On this island the wells are situated, from which ships obtain water. At first sight it appears not a little remarkable that the fresh water should regularly ebb and flow with the tides; and it has even been imagined, that sand has the power of filtering the salt from the sea-water. These ebbing wells are common on some of the low islands in the West Indies. The compressed sand, or porous coral rock, is permeated like a sponge with the salt water; but the rain which falls on the surface must sink to the level of the surrounding sea, and must accumulate there, displacing an equal bulk of the salt water. As the water in the lower part of the great sponge-like coral mass rises and falls with the tides, so will the water near the surface; and this will keep fresh, if the mass be sufficiently compact to prevent much mechanical admixture; but where the land consists of great loose blocks of coral with open interstices, if a well be dug, the water, as I have seen, is brackish.
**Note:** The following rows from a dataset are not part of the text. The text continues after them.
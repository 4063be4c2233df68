use paperlaunch_core::logging;

mod cli;

fn main() {
    // Initialize logging as early as possible; fall back to stderr if the
    // state directory is unwritable.
    if logging::init_logging().is_err() {
        logging::init_logging_stderr();
    }

    std::process::exit(cli::run_from_args());
}
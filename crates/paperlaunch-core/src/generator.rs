//! External generator invocation.
//!
//! The generator is an opaque collaborator: it takes two positional arguments
//! (URL, output path), inherits our stdout/stderr, and signals success via
//! exit status. The launcher never parses its output.

use anyhow::{Context, Result};
use std::path::Path;
use std::process::Command;

use crate::config::{GeneratorConfig, LaunchConfig};

/// Environment variable overriding the generator command. Whitespace-split:
/// first token is the program, the rest are leading arguments.
pub const GENERATOR_ENV: &str = "PAPERLAUNCH_GENERATOR";

/// Outcome of one generator run. No partial-success state exists.
#[derive(Debug, Clone, Copy, PartialEq, Eq)]
pub enum GeneratorStatus {
    Success,
    /// Non-zero exit. Holds the child's exit code (1 if killed by a signal).
    Failure(i32),
}

/// Resolved generator command: program plus leading arguments placed before
/// the URL and output path.
#[derive(Debug, Clone, PartialEq, Eq)]
pub struct GeneratorCommand {
    pub program: String,
    pub args: Vec<String>,
}

impl GeneratorCommand {
    /// Resolve the command: `PAPERLAUNCH_GENERATOR` env var, then the config
    /// file's `[generator]` section, then the built-in default.
    pub fn resolve(cfg: &LaunchConfig) -> Self {
        if let Ok(raw) = std::env::var(GENERATOR_ENV) {
            if let Some(cmd) = Self::parse_env(&raw) {
                return cmd;
            }
            tracing::warn!("{} is set but empty, ignoring", GENERATOR_ENV);
        }
        let generator = cfg.generator.clone().unwrap_or_default();
        Self::from_config(generator)
    }

    pub fn from_config(generator: GeneratorConfig) -> Self {
        Self {
            program: generator.program,
            args: generator.args,
        }
    }

    fn parse_env(raw: &str) -> Option<Self> {
        let mut tokens = raw.split_whitespace().map(str::to_string);
        let program = tokens.next()?;
        Some(Self {
            program,
            args: tokens.collect(),
        })
    }

    /// Fail early when the configured program is a path that does not exist.
    /// Bare program names are left to PATH resolution at spawn time.
    pub fn precheck(&self) -> Result<()> {
        if self.program.contains(std::path::MAIN_SEPARATOR) && !Path::new(&self.program).exists() {
            anyhow::bail!(
                "generator program not found: {} (set {} or the [generator] config section to override)",
                self.program,
                GENERATOR_ENV
            );
        }
        Ok(())
    }
}

/// Seam between the launcher flow and the real child process, so tests can
/// substitute a recording mock.
pub trait Generator {
    fn run(&self, url: &str, output_path: &Path) -> Result<GeneratorStatus>;
}

impl Generator for GeneratorCommand {
    /// Spawn `program args... url output_path` with inherited stdio and block
    /// until it exits. No timeout is applied.
    fn run(&self, url: &str, output_path: &Path) -> Result<GeneratorStatus> {
        tracing::info!(
            program = %self.program,
            url = %url,
            output = %output_path.display(),
            "invoking generator"
        );
        let status = Command::new(&self.program)
            .args(&self.args)
            .arg(url)
            .arg(output_path)
            .status()
            .with_context(|| format!("failed to run generator: {}", self.program))?;

        if status.success() {
            Ok(GeneratorStatus::Success)
        } else {
            Ok(GeneratorStatus::Failure(status.code().unwrap_or(1)))
        }
    }
}

#[cfg(test)]
mod tests {
    use super::*;
    use crate::config::LaunchConfig;

    #[test]
    fn default_command_is_venv_python() {
        let cmd = GeneratorCommand::from_config(GeneratorConfig::default());
        assert_eq!(cmd.program, "venv/bin/python3");
        assert_eq!(cmd.args, vec!["generate_whitepaper_full.py"]);
    }

    #[test]
    fn env_parse_splits_program_and_args() {
        let cmd = GeneratorCommand::parse_env("/usr/bin/python3 gen.py --fast").unwrap();
        assert_eq!(cmd.program, "/usr/bin/python3");
        assert_eq!(cmd.args, vec!["gen.py", "--fast"]);
    }

    #[test]
    fn env_parse_rejects_blank() {
        assert!(GeneratorCommand::parse_env("   ").is_none());
    }

    #[test]
    fn config_section_overrides_default() {
        let cfg = LaunchConfig {
            generator: Some(GeneratorConfig {
                program: "./gen".to_string(),
                args: vec![],
            }),
            ..LaunchConfig::default()
        };
        let cmd = GeneratorCommand::from_config(cfg.generator.unwrap());
        assert_eq!(cmd.program, "./gen");
        assert!(cmd.args.is_empty());
    }

    #[test]
    fn precheck_rejects_missing_path() {
        let cmd = GeneratorCommand {
            program: "/nonexistent/venv/bin/python3".to_string(),
            args: vec![],
        };
        assert!(cmd.precheck().is_err());
    }

    #[test]
    fn precheck_leaves_bare_names_to_path() {
        let cmd = GeneratorCommand {
            program: "definitely-not-installed-anywhere".to_string(),
            args: vec![],
        };
        assert!(cmd.precheck().is_ok());
    }

    #[test]
    fn run_maps_exit_zero_to_success() {
        let cmd = GeneratorCommand {
            program: "sh".to_string(),
            args: vec!["-c".to_string(), "exit 0".to_string()],
        };
        let status = cmd.run("http://example.com", Path::new("/tmp/x.pdf")).unwrap();
        assert_eq!(status, GeneratorStatus::Success);
    }

    #[test]
    fn run_maps_nonzero_exit_to_failure() {
        let cmd = GeneratorCommand {
            program: "sh".to_string(),
            args: vec!["-c".to_string(), "exit 3".to_string()],
        };
        let status = cmd.run("http://example.com", Path::new("/tmp/x.pdf")).unwrap();
        assert_eq!(status, GeneratorStatus::Failure(3));
    }

    #[test]
    fn run_receives_positional_arguments() {
        // The script exits 0 only when handed exactly the URL and output path.
        let cmd = GeneratorCommand {
            program: "sh".to_string(),
            args: vec![
                "-c".to_string(),
                r#"[ "$1" = "http://example.com" ] && [ "$2" = "thoughtpaper/custom.pdf" ]"#.to_string(),
                "check".to_string(),
            ],
        };
        let status = cmd
            .run("http://example.com", Path::new("thoughtpaper/custom.pdf"))
            .unwrap();
        assert_eq!(status, GeneratorStatus::Success);
    }
}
After dinner we stayed to see a curious half superstitious scene acted by the Malay women. A large wooden spoon dressed in garments, and which had been carried to the grave of a dead man, they pretend becomes inspired at the full of the moon, and will dance and jump about. After the proper preparations, the spoon, held by two women, became convulsed, and danced in good time to the song of the surrounding children and women. It was a most foolish spectacle; but Mr. Liesk maintained that many of the Malays believed in its spiritual movements. The dance did not commence till the moon had risen, and it was well worth remaining to behold her bright orb so quietly shining through the long arms of the cocoa-nut trees as they waved in the evening breeze. These scenes of the tropics are in themselves so delicious, that they almost equal those dearer ones at home, to which we are bound by each best feeling of the mind.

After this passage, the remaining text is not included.